Là-dessus il la quitta; mais il se dit en rentrant chez lui:
«C'est égal, je trouverai tôt ou tard un moment pour en parler à Hortense.»
V
Il était près de dix heures du soir. La mère et la fille étaient seules dans leur salon. Mme Véretz brodait au tambour. Mme Corneuil rêvait, enfoncée dans une causeuse; comme elle ne méditait pas, il était permis de parler.

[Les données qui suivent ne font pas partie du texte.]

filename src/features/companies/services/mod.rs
mod company_service;

pub use company_service::{lot_keyword, CompanyService};
use chrono::NaiveDate;
use serde::{Deserialize, Serialize};
use utoipa::{IntoParams, ToSchema};
use uuid::Uuid;

use crate::core::error::Result;
use crate::features::damage_reports::models::{DamageHistory, DamageReport};
use crate::features::tasks::models::{TaskHistory, TaskInstance};
use crate::shared::types::{DateRange, DateRangeQuery};

/// Which tables the overview reads
#[derive(Debug, Clone, Copy, Default, PartialEq, Eq, Deserialize, Serialize, ToSchema)]
#[serde(rename_all = "snake_case")]
pub enum OverviewMode {
    /// Live task instances and submitted damage reports not yet swept into history
    #[default]
    Current,
    /// Validated days only
    History,
}

#[derive(Debug, Clone, Deserialize, IntoParams)]
pub struct OverviewQuery {
    /// `current` (default) or `history`
    #[serde(default)]
    pub mode: OverviewMode,
    /// First day (YYYY-MM-DD)
    pub from: NaiveDate,
    /// Last day, inclusive; defaults to `from`
    pub to: Option<NaiveDate>,
}

impl OverviewQuery {
    pub fn into_parts(self) -> Result<(OverviewMode, DateRange)> {
        let range = DateRangeQuery {
            from: self.from,
            to: self.to,
        }
        .into_range()?;
        Ok((self.mode, range))
    }
}

/// Numbers for one lot
#[derive(Debug, Clone, PartialEq, Eq, Serialize, ToSchema)]
pub struct CompanyOverview {
    pub company_id: i64,
    pub company_name: String,
    pub total_tasks: usize,
    pub completed_tasks: usize,
    /// Percentage of completed tasks, rounded; 0 without tasks
    pub completion_rate: u32,
    /// Tasks validated without being completed; always 0 in `current` mode
    pub tasks_missing: usize,
    pub damage_reports: usize,
}

#[derive(Debug, Serialize, ToSchema)]
pub struct OverviewDto {
    pub mode: OverviewMode,
    pub from: NaiveDate,
    pub to: NaiveDate,
    pub companies: Vec<CompanyOverview>,
}

/// Task line as shown in the overview detail, live or archived
#[derive(Debug, Clone, Serialize, ToSchema)]
pub struct TaskRow {
    pub id: Uuid,
    pub task_name: String,
    pub execution_date: NaiveDate,
    pub completed: bool,
    pub start_time: Option<String>,
    pub end_time: Option<String>,
    pub remarks: Option<String>,
}

impl From<TaskInstance> for TaskRow {
    fn from(task: TaskInstance) -> Self {
        Self {
            id: task.id,
            task_name: task.task_name,
            execution_date: task.execution_date,
            completed: task.completed,
            start_time: task.start_time,
            end_time: task.end_time,
            remarks: task.remarks,
        }
    }
}

impl From<TaskHistory> for TaskRow {
    fn from(task: TaskHistory) -> Self {
        Self {
            id: task.id,
            task_name: task.task_name,
            execution_date: task.execution_date,
            completed: task.completed,
            start_time: task.start_time,
            end_time: task.end_time,
            remarks: task.remarks,
        }
    }
}

#[derive(Debug, Clone, Serialize, ToSchema)]
pub struct DamageRow {
    pub id: Uuid,
    pub report_date: NaiveDate,
    pub description: String,
    pub start_time: Option<String>,
    pub end_time: Option<String>,
    pub before_photo_url: Option<String>,
    pub after_photo_url: Option<String>,
}

impl From<DamageReport> for DamageRow {
    fn from(report: DamageReport) -> Self {
        Self {
            id: report.id,
            report_date: report.report_date,
            description: report.description,
            start_time: report.start_time,
            end_time: report.end_time,
            before_photo_url: report.before_photo_url,
            after_photo_url: report.after_photo_url,
        }
    }
}

impl From<DamageHistory> for DamageRow {
    fn from(report: DamageHistory) -> Self {
        Self {
            id: report.id,
            report_date: report.report_date,
            description: report.description,
            start_time: report.start_time,
            end_time: report.end_time,
            before_photo_url: report.before_photo_url,
            after_photo_url: report.after_photo_url,
        }
    }
}

/// Rows behind one lot's overview numbers
#[derive(Debug, Serialize, ToSchema)]
pub struct CompanyDetailDto {
    pub mode: OverviewMode,
    pub from: NaiveDate,
    pub to: NaiveDate,
    pub summary: CompanyOverview,
    pub tasks: Vec<TaskRow>,
    pub damage_reports: Vec<DamageRow>,
}
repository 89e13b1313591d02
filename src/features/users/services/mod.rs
mod account_service;

pub use account_service::AccountService;
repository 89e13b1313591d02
pub mod config;
pub mod database;
pub mod error;
pub mod extractor;
pub mod middleware;
pub mod openapi;
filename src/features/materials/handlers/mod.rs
mod material_handler;

pub use material_handler::*;
use std::sync::Arc;

use axum::{
    routing::{delete, get, put},
    Router,
};

use crate::features::users::handlers;
use crate::features::users::services::AccountService;

/// Account administration, nested under `/api/admin`
pub fn admin_routes(service: Arc<AccountService>) -> Router {
    Router::new()
        .route(
            "/clients",
            get(handlers::list_clients).post(handlers::create_client),
        )
        .route("/clients/{id}", delete(handlers::delete_client))
        .route("/clients/{id}/password", put(handlers::reset_client_password))
        .route(
            "/accounts/{account}/password",
            put(handlers::change_staff_password),
        )
        .with_state(service)
}
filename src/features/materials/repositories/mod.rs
mod material_repository;
#[cfg(test)]
mod memory;

pub use material_repository::{MaterialRepository, PgMaterialRepository};
#[cfg(test)]
pub use memory::MemoryMaterialRepository;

«C'est donc demain le grand jour, lui dit sa mère, en levant le nez de dessus de son ouvrage.
—Que voulez-vous dire?
—M. de Penneville est accouché de ce soir, à terme ou avant terme, je ne sais. Ce qui est certain, c'est que demain nous avalerons l'enfant. Il m'a certifié que son manuscrit se composait de soixante-treize feuillets, ni plus ni moins; tu sais qu'ils sont de conséquence, ses feuillets. Deux heures d'horloge, nous ne nous en tirerons pas à moins. Ce diable d'homme a la voix si claire, si retentissante, qu'on entend sans écouter; bon gré, mal gré, les oreilles s'imprègnent. Tu es une heureuse femme, ma chère; M. de Miraval l'a dit, tu as le talent de dormir sans en avoir l'air.
—Voilà une plaisanterie d'un goût douteux, riposta Mme Corneuil avec hauteur.
—Je ne t'en fais pas un crime, on se défend comme on peut contre Apépi; chacun s'arrange à sa manière pour ne pas recevoir la pluie... Mon Dieu! ce cher garçon peut avoir des travers, cela n'empêche pas qu'il n'ait un coeur excellent et le reste; cela ne l'empêche pas non plus d'être adoré.